Signature Resorts Inc., a leading owner and operator of time-share properties, said today it has signed an agreement to buy the 413-unit Embassy Suites Resort at Kaanapali Beach, Maui, from a Japanese partnership for $78 million.

The price is about half the $151 million that a Japanese company paid for it in 1989, only months after it was opened at a development cost of $90 million.

The beachfront resort has been mired in bankruptcy proceedings since May 1996 and earlier sales deals have fallen through in a mess of lawsuits and countersuits.

Los Angeles-based Signature Resorts said the planned purchase is through a partnership of Signature, the Whitehall Fund of Goldman, Sachs & Co. and Apollo Real Estate Advisors L.P.

Signature is the managing partner. The company also owns a time-share resort at Poipu Beach on Kauai, 18 others on the mainland, two in the Netherlands Antilles and one in the U.S. Virgin Islands.

The transaction will need bankruptcy court approval. A hearing is scheduled for Aug. 7 in Honolulu. Signature expects the deal to close in the fourth quarter.

Subject to government approvals, Signature plans to convert part of the property into time-share units, operating 256 hotel suites and 157 time-share units of one and two bedrooms.

"We are especially pleased to have Goldman Sachs' Whitehall Fund and Apollo as our investment partners and to continue our investment strategy of purchasing high quality assets from Japanese institutions at favorable pricing," said Andrew Jody Gessow, Signature's co-founder and president.

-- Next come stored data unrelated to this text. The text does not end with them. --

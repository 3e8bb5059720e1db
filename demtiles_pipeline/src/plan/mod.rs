//! Planning: the output grid, the per-input handles, and per-tile input
//! selection.

mod footprint;
pub use footprint::*;

mod grid;
pub use grid::*;

use anyhow::Result;
use demtiles_core::{Georef, MosaicError, PixelBBox, SrsTransform, TransformFactory};

use crate::MosaicParams;

/// One registered input DEM.
///
/// Created once during setup and immutable afterwards; workers share these
/// read-only. The actual reader is resolved lazily through the source pool
/// using `ordinal`.
pub struct InputHandle {
	/// Position on the command line; defines `first`/`last` and priority
	/// order.
	pub ordinal: usize,
	/// Display name, usually the input path.
	pub name: String,
	pub georef: Georef,
	/// Full extent in the input's own pixel coordinates.
	pub pixel_bbox: PixelBBox,
	/// The input's extent projected into output pixel space, rounded
	/// outward.
	pub footprint: PixelBBox,
	/// Transform from the output SRS into this input's SRS.
	pub to_input: Box<dyn SrsTransform>,
}

impl std::fmt::Debug for InputHandle {
	fn fmt(&self, f: &mut std::fmt::Formatter<'_>) -> std::fmt::Result {
		f.debug_struct("InputHandle")
			.field("ordinal", &self.ordinal)
			.field("name", &self.name)
			.field("footprint", &self.footprint)
			.finish()
	}
}

/// The full plan of a mosaicking run: grid, tiles and input handles.
#[derive(Debug)]
pub struct MosaicPlan {
	pub grid: GridPlan,
	pub inputs: Vec<InputHandle>,
	/// The no-data value written to the output.
	pub output_nodata: f64,
}

impl MosaicPlan {
	/// Plans the grid and projects every input's footprint into it.
	///
	/// `registered` carries one `(name, georef, pixel box)` triple per
	/// input, in command-line order.
	pub fn new(
		params: &MosaicParams,
		registered: Vec<(String, Georef, PixelBBox)>,
		factory: &TransformFactory,
	) -> Result<MosaicPlan> {
		if registered.is_empty() {
			return Err(MosaicError::input("no input DEMs were given"));
		}
		let georefs: Vec<(Georef, PixelBBox)> = registered.iter().map(|(_, g, b)| (g.clone(), *b)).collect();
		let grid = GridPlan::new(params, &georefs, factory)?;
		let output_nodata = grid.georef.nodata();

		let inputs = registered
			.into_iter()
			.enumerate()
			.map(|(ordinal, (name, georef, pixel_bbox))| {
				let to_output = factory(georef.srs(), grid.georef.srs())?;
				let footprint = pixel_footprint(&georef, &pixel_bbox, to_output.as_ref(), &grid.georef)?;
				let to_input = factory(grid.georef.srs(), georef.srs())?;
				Ok(InputHandle {
					ordinal,
					name,
					georef,
					pixel_bbox,
					footprint,
					to_input,
				})
			})
			.collect::<Result<Vec<_>>>()?;

		Ok(MosaicPlan {
			grid,
			inputs,
			output_nodata,
		})
	}

	/// The inputs contributing to a tile, in command-line order: those
	/// whose footprint intersects the tile expanded by the crop margin.
	pub fn select_inputs(&self, tile: &TileSpec, extra_crop_length: i64) -> Vec<&InputHandle> {
		let crop = tile.bbox.expanded(extra_crop_length);
		self.inputs.iter().filter(|input| input.footprint.intersects(&crop)).collect()
	}
}
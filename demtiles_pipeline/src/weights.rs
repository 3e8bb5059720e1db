//! Per-input blending weights over a tile's crop box.
//!
//! The base weight of a valid cell is its Euclidean distance to the
//! nearest invalid cell, computed with the two-pass parabola method of
//! Felzenszwalb & Huttenlocher and clamped by the analytic distance to the
//! input's own full-extent edge, so the input's natural boundary drives
//! feathering rather than the tile crop. Optional centerline weighting,
//! an exponent and a no-data-aware Gaussian blur follow; priority blending
//! re-maps the result so earlier inputs saturate away from their boundary.

use demtiles_core::{Patch, PixelBBox};

/// Stands in for infinity in the distance transform; any real squared
/// distance in a crop box is far below this.
const FAR: f64 = 1e20;

/// Weight-shaping parameters, shared by every input of a run.
#[derive(Debug, Clone)]
pub struct WeightParams {
	pub exponent: f64,
	pub blur_sigma: f64,
	pub use_centerline: bool,
}

impl Default for WeightParams {
	fn default() -> Self {
		WeightParams {
			exponent: 2.0,
			blur_sigma: 5.0,
			use_centerline: false,
		}
	}
}

/// Builds the weight patch for one reprojected input.
///
/// Returns `(weights, boundary_distance)`; both span the value patch's box.
/// Weights are zero exactly where the values are no-data. The boundary
/// distance is kept for priority re-mapping.
pub fn build_weight_patch(values: &Patch, footprint: &PixelBBox, params: &WeightParams) -> (Patch, Patch) {
	let bbox = *values.bbox();
	let width = bbox.width() as usize;
	let height = bbox.height() as usize;

	let mask: Vec<bool> = bbox.iter_pixels().map(|(x, y)| !values.is_nodata(x, y)).collect();
	let mut distance = distance_transform(&mask, width, height);

	// The crop window must not fence the distances in, but the input's own
	// extent must: clamp by the analytic distance to the footprint edge.
	for (offset, (x, y)) in bbox.iter_pixels().enumerate() {
		if mask[offset] {
			let edge = (x - footprint.x_min + 1)
				.min(footprint.x_max - x)
				.min(y - footprint.y_min + 1)
				.min(footprint.y_max - y);
			distance[offset] = distance[offset].min(edge.max(1) as f64);
		}
	}

	let boundary_distance = Patch::from_vec(bbox, distance.clone(), 0.0).unwrap();

	let mut weight: Vec<f64> = if params.use_centerline {
		centerline_weights(&distance, &mask, width, height)
	} else {
		distance
	};

	if params.exponent != 1.0 {
		for (offset, w) in weight.iter_mut().enumerate() {
			if mask[offset] {
				*w = w.powf(params.exponent);
			}
		}
	}

	let mut weights = Patch::from_vec(bbox, weight, 0.0).unwrap();
	if params.blur_sigma > 0.0 {
		gaussian_blur_masked(&mut weights, &mask, params.blur_sigma);
	}
	(weights, boundary_distance)
}

/// Re-maps one input's weights for priority blending.
///
/// The input at `position` (0-based, within the tile's input list of
/// `total`) saturates at a rank constant wherever its boundary distance
/// exceeds `length`; inside that band the weight ramps linearly down to
/// the blended weight, so boundaries feather into later inputs. Adjacent
/// ranks differ by `2^50`, which puts an earlier interior input beyond the
/// reach of every later one in double precision.
pub fn apply_priority_blending(weights: &mut Patch, boundary_distance: &Patch, position: usize, total: usize, length: i64) {
	let exponent = (50 * total.saturating_sub(position)).min(1000) as i32;
	let plateau = 2.0f64.powi(exponent);

	let bbox = *weights.bbox();
	for (x, y) in bbox.iter_pixels() {
		let distance = boundary_distance.get(x, y);
		if distance <= 0.0 {
			continue; // no-data cell, weight stays zero
		}
		let weight = weights.get(x, y);
		let remapped = if distance > length as f64 {
			plateau
		} else {
			weight + (plateau - weight) * (distance / length as f64)
		};
		weights.set(x, y, remapped);
	}
}

/// Euclidean distance of every `true` cell to the nearest `false` cell.
///
/// Cells beyond the grid border do not count as invalid; an all-valid grid
/// yields uniformly huge distances (callers clamp them).
pub fn distance_transform(mask: &[bool], width: usize, height: usize) -> Vec<f64> {
	debug_assert_eq!(mask.len(), width * height);
	let mut squared: Vec<f64> = mask.iter().map(|&valid| if valid { FAR } else { 0.0 }).collect();

	// Column pass, then row pass of the 1D parabola transform.
	let mut f = vec![0.0; height.max(width)];
	let mut d = vec![0.0; height.max(width)];
	for x in 0..width {
		for y in 0..height {
			f[y] = squared[y * width + x];
		}
		edt_1d(&f[..height], &mut d[..height]);
		for y in 0..height {
			squared[y * width + x] = d[y];
		}
	}
	for y in 0..height {
		f[..width].copy_from_slice(&squared[y * width..(y + 1) * width]);
		edt_1d(&f[..width], &mut d[..width]);
		for x in 0..width {
			squared[y * width + x] = d[x];
		}
	}

	squared.into_iter().map(|s| s.min(FAR).sqrt()).collect()
}

/// One dimension of the Felzenszwalb/Huttenlocher squared distance
/// transform: `d[q] = min_p ((q-p)^2 + f[p])`.
fn edt_1d(f: &[f64], d: &mut [f64]) {
	let n = f.len();
	if n == 0 {
		return;
	}
	let mut hull = vec![0usize; n]; // indexes of parabolas on the lower envelope
	let mut boundary = vec![0.0f64; n + 1];
	let mut k = 0;
	boundary[0] = f64::NEG_INFINITY;
	boundary[1] = f64::INFINITY;

	for q in 1..n {
		loop {
			let p = hull[k];
			let s = ((f[q] + (q * q) as f64) - (f[p] + (p * p) as f64)) / (2.0 * (q as f64 - p as f64));
			if s <= boundary[k] {
				if k == 0 {
					break;
				}
				k -= 1;
			} else {
				k += 1;
				hull[k] = q;
				boundary[k] = s;
				boundary[k + 1] = f64::INFINITY;
				break;
			}
		}
	}

	k = 0;
	for q in 0..n {
		while boundary[k + 1] < q as f64 {
			k += 1;
		}
		let p = hull[k] as f64;
		d[q] = (q as f64 - p) * (q as f64 - p) + f[hull[k]];
	}
}

/// Centerline weights: distance-to-boundary over distance-to-medial-axis,
/// in [0, 1], rising to 1 along the skeleton.
///
/// The medial axis is approximated as the local maxima (8-neighborhood) of
/// the boundary distance.
fn centerline_weights(distance: &[f64], mask: &[bool], width: usize, height: usize) -> Vec<f64> {
	let at = |x: i64, y: i64| -> f64 {
		if x < 0 || y < 0 || x >= width as i64 || y >= height as i64 {
			0.0
		} else {
			distance[y as usize * width + x as usize]
		}
	};

	let mut skeleton = vec![true; width * height];
	for y in 0..height as i64 {
		for x in 0..width as i64 {
			let offset = y as usize * width + x as usize;
			if !mask[offset] {
				continue;
			}
			let center = distance[offset];
			let mut is_maximum = true;
			for dy in -1..=1 {
				for dx in -1..=1 {
					if (dx != 0 || dy != 0) && at(x + dx, y + dy) > center {
						is_maximum = false;
					}
				}
			}
			// Seed cells for the skeleton distance are the maxima, so the
			// mask is inverted: false marks a seed.
			skeleton[offset] = !is_maximum;
		}
	}

	let to_skeleton = distance_transform(&skeleton, width, height);
	mask
		.iter()
		.enumerate()
		.map(|(offset, &valid)| {
			if !valid {
				return 0.0;
			}
			let db = distance[offset];
			let dc = to_skeleton[offset].min(FAR.sqrt());
			(db / (db + dc)).clamp(0.0, 1.0)
		})
		.collect()
}

/// In-place separable Gaussian blur that ignores masked-out cells and
/// renormalizes locally; masked cells keep their value.
pub fn gaussian_blur_masked(patch: &mut Patch, mask: &[bool], sigma: f64) {
	if sigma <= 0.0 {
		return;
	}
	let width = patch.bbox().width() as usize;
	let height = patch.bbox().height() as usize;
	let kernel = gaussian_kernel(sigma);
	let radius = (kernel.len() - 1) / 2;

	let blur_axis = |data: &[f64], out: &mut Vec<f64>, horizontal: bool| {
		out.clear();
		out.reserve(width * height);
		for y in 0..height {
			for x in 0..width {
				let offset = y * width + x;
				if !mask[offset] {
					out.push(data[offset]);
					continue;
				}
				let mut sum = 0.0;
				let mut norm = 0.0;
				for (k, &kw) in kernel.iter().enumerate() {
					let delta = k as i64 - radius as i64;
					let (nx, ny) = if horizontal {
						(x as i64 + delta, y as i64)
					} else {
						(x as i64, y as i64 + delta)
					};
					if nx < 0 || ny < 0 || nx >= width as i64 || ny >= height as i64 {
						continue;
					}
					let neighbor = ny as usize * width + nx as usize;
					if mask[neighbor] {
						sum += kw * data[neighbor];
						norm += kw;
					}
				}
				out.push(if norm > 0.0 { sum / norm } else { data[offset] });
			}
		}
	};

	let mut pass = Vec::new();
	blur_axis(patch.values(), &mut pass, true);
	let mut result = Vec::new();
	blur_axis(&pass, &mut result, false);
	patch.values_mut().copy_from_slice(&result);
}

/// Normalized 1D Gaussian kernel with radius `ceil(3 sigma)`.
fn gaussian_kernel(sigma: f64) -> Vec<f64> {
	let radius = (3.0 * sigma).ceil() as i64;
	let mut kernel: Vec<f64> = (-radius..=radius)
		.map(|i| (-((i * i) as f64) / (2.0 * sigma * sigma)).exp())
		.collect();
	let total: f64 = kernel.iter().sum();
	for w in &mut kernel {
		*w /= total;
	}
	kernel
}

Hawaii has already seen other examples of this trend of new investors paying highly discounted prices for luxury hotels that were developed or bought at high prices by Japanese interests in the late 1980s.

The latest, Embassy Suites, has had a checkered career but throughout its troubles it has remained open.

The 12-story resort hotel, built on a 7.5-acre site owned by Haseko Inc., opened for business in December 1998. The developer, a partnership known as Woolley/

Sweeney Hotel, sold it in June 1989 to Japanese-owned Abe International Ventures of Hawaii Corp.

In June 1992, it was sold for $92 million to Resorts Suites of Maui, a partnership controlled by Japanese investors. Hawaii developer Mike McCormack had a 10 percent interest through a company he controlled, which was named general partner.

Resort Suites filed for Chapter 11 bankruptcy reorganization in May 1996, listing debts of $151 million and assets of $80 million. Most of the debt is owed to Mitsui Trust & Banking Co., whose affiliate Mitsui Leasing holds a 9 percent interest in Resort Suites of Maui.

The bankruptcy filing came amid a flurry of legal actions and incomplete sales deals.

McCormack's group said it had offered to buy it in February 1996 for $76 million, joining with a Chicago investment trust. The proposal was rejected by Resort Suites' Japanese partners.

In March 1996, the Japanese partners agreed to sell it for $72 million to Eskimau Inc., a company headed by Japanese trading giant Itochu Corp., which also was involved in the Resort Suites partnership. Eskimau, in turn, tried to sell it to another group, West Maui Partners L.P., headed by former Haseko Hawaii Inc. executive Sam Kaneko.

That prompted the McCormack group to file suit claiming improper interference with its deal to buy the hotel. That suit is now in federal court.

Charges and counter-charges also were lodged in bankruptcy court. In May 1996, the bankruptcy court had an auction and Mitsui's offer of $78 million was the highest. Mitsui later said it had agreed to sell it for an undisclosed price to Eskimau Inc., the same Itochu-controlled buyer that had surfaced earlier. Bankruptcy Judge Lloyd King in June 1996 withdrew his approval of the sale to Mitsui.